▶ **Assignment**:
Check each line of the material below, and copy it if it holds the string "CapabilityDetector".

▶ **Records provided**:
----
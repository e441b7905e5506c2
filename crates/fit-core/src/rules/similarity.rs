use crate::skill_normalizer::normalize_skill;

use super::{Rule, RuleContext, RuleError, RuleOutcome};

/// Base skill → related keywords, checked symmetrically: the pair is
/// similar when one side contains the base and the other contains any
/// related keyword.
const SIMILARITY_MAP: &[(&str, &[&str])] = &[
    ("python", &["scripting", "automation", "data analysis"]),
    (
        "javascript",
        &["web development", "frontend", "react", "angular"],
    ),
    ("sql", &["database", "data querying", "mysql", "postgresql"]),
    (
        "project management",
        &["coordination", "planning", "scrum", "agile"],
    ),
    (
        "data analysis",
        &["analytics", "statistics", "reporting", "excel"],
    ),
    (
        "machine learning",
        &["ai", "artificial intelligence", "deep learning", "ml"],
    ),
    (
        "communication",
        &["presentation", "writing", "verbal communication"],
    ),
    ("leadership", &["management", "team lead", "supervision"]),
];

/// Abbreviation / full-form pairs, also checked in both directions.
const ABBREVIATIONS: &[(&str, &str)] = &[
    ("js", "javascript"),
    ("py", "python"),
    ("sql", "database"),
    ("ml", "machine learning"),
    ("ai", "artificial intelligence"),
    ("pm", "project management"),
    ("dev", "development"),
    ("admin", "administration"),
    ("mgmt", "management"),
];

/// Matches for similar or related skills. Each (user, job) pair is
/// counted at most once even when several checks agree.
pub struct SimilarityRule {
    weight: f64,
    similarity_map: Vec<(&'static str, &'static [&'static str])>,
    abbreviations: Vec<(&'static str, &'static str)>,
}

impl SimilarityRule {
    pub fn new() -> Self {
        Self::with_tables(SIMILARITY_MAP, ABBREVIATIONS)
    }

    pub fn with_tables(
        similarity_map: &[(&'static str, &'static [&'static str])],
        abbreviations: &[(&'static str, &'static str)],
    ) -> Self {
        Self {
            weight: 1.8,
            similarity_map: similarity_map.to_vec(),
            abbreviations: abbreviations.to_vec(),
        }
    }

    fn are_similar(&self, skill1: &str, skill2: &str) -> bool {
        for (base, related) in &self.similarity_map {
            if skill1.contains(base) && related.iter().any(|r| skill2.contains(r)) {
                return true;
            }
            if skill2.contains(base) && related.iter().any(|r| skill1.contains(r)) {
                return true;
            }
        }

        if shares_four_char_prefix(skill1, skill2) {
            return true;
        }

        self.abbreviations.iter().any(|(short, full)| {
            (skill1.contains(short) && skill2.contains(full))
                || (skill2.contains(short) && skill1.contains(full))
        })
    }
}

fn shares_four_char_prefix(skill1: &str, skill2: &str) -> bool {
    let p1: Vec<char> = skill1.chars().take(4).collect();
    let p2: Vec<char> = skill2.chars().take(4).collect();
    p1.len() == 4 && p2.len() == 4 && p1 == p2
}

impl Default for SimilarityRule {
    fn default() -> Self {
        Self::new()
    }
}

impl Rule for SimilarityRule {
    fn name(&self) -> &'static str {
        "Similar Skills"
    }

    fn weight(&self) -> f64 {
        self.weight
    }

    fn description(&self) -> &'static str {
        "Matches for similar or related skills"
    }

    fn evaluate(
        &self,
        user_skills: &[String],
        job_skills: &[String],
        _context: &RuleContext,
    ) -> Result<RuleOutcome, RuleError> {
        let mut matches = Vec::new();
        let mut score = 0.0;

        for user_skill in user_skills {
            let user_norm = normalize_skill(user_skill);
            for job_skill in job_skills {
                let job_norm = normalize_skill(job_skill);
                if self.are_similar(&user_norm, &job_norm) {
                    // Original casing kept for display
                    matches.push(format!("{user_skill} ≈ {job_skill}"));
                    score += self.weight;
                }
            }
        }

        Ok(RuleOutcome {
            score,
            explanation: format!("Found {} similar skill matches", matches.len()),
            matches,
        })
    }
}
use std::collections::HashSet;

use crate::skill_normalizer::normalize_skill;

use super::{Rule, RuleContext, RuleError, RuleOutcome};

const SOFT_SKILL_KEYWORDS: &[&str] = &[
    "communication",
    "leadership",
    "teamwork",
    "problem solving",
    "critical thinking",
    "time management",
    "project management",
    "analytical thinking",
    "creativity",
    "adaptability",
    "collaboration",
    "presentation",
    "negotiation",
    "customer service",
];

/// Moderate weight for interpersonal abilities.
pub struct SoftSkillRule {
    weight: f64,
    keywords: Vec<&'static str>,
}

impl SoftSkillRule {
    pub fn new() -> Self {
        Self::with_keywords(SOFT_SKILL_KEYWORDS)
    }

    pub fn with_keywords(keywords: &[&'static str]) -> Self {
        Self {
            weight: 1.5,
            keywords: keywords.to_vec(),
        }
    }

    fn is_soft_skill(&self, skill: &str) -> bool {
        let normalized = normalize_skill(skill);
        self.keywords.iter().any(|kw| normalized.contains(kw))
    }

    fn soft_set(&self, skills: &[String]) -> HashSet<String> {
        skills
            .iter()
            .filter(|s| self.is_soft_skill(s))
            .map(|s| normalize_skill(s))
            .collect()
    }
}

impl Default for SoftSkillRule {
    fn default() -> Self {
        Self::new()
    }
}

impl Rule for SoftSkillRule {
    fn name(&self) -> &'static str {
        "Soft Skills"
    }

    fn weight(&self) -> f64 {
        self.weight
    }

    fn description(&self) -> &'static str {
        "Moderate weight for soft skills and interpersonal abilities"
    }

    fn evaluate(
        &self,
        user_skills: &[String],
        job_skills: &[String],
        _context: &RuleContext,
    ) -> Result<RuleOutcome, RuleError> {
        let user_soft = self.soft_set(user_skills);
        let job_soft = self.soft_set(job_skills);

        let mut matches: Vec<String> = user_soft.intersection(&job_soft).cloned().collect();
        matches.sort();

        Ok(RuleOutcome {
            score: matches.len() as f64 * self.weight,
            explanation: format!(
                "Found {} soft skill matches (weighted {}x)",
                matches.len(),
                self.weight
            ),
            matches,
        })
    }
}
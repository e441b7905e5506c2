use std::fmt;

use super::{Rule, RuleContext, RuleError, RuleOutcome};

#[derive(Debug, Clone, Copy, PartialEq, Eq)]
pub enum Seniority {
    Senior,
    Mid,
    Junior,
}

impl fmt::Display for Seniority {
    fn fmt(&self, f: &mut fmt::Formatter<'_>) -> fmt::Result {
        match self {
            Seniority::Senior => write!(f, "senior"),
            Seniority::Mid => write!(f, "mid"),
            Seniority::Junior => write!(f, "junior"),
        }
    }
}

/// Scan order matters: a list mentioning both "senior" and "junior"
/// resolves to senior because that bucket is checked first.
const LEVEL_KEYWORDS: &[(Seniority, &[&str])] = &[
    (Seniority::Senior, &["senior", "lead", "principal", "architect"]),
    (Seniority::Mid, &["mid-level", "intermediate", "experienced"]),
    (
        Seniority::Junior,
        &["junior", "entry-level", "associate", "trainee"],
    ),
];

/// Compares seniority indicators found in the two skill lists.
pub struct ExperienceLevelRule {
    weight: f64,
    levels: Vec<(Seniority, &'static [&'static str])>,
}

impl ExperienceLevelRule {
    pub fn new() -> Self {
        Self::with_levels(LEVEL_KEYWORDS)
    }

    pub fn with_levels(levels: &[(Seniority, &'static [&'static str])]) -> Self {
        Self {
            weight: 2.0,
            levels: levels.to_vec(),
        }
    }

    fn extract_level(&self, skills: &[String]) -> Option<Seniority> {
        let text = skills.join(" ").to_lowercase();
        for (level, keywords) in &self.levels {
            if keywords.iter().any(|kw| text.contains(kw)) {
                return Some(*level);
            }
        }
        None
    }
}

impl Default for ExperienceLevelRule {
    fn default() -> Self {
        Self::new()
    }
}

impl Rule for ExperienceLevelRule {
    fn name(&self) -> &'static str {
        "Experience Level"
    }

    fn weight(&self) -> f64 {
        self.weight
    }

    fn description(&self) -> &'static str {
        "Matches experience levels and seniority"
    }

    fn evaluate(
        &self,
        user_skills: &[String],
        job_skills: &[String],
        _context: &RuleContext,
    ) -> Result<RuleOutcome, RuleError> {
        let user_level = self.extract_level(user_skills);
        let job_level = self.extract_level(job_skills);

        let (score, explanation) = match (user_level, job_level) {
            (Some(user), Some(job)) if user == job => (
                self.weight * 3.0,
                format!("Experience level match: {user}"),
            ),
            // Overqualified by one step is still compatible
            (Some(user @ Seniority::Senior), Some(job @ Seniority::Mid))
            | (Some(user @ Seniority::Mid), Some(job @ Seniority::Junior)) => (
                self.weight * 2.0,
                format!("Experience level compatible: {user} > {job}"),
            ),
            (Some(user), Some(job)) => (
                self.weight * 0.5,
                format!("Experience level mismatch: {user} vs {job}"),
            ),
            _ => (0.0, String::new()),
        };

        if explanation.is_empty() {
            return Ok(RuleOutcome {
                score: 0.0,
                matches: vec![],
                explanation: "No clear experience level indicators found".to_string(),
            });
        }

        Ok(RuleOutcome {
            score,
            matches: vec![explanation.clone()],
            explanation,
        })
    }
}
----
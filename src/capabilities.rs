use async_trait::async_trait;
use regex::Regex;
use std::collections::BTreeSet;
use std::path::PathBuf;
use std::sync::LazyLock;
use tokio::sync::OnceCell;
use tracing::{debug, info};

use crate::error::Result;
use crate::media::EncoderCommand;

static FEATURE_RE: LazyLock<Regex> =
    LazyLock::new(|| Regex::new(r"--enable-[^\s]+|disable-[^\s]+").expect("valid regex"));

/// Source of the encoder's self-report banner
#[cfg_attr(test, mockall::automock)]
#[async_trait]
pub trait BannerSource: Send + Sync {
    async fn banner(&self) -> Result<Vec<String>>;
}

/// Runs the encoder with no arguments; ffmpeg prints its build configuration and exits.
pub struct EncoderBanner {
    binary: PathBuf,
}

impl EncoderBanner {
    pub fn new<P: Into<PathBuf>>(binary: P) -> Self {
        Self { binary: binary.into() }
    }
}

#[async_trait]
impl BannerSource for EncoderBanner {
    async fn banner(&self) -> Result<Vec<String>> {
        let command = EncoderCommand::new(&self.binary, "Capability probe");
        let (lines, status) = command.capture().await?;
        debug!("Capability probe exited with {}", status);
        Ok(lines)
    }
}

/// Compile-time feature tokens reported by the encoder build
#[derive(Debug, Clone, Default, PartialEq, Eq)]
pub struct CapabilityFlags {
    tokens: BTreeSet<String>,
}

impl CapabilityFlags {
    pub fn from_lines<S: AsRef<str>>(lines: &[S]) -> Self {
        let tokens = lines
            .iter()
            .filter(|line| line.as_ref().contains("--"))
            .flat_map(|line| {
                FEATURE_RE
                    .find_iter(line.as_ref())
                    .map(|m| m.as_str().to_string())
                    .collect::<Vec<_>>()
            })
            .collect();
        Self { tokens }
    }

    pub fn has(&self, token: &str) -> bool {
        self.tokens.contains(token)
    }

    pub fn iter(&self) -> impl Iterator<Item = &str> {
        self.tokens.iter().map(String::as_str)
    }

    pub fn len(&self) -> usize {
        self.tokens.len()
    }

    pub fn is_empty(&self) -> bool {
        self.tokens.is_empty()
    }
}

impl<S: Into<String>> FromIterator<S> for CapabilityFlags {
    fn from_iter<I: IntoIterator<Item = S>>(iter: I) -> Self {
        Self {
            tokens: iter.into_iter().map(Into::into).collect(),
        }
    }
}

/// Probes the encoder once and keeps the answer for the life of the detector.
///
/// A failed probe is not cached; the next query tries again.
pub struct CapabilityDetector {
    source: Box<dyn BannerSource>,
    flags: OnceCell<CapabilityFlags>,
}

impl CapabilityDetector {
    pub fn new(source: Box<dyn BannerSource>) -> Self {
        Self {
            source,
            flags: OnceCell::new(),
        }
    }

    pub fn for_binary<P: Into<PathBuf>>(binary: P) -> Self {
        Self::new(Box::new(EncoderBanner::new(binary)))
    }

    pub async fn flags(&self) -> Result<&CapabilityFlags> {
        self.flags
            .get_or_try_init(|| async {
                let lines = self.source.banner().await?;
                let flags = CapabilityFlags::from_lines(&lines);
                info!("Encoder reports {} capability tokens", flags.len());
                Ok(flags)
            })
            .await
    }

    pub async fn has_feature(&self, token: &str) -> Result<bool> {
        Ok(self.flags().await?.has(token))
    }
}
----
▶ **Answer space**:
pub struct CapabilityDetector {
impl CapabilityDetector {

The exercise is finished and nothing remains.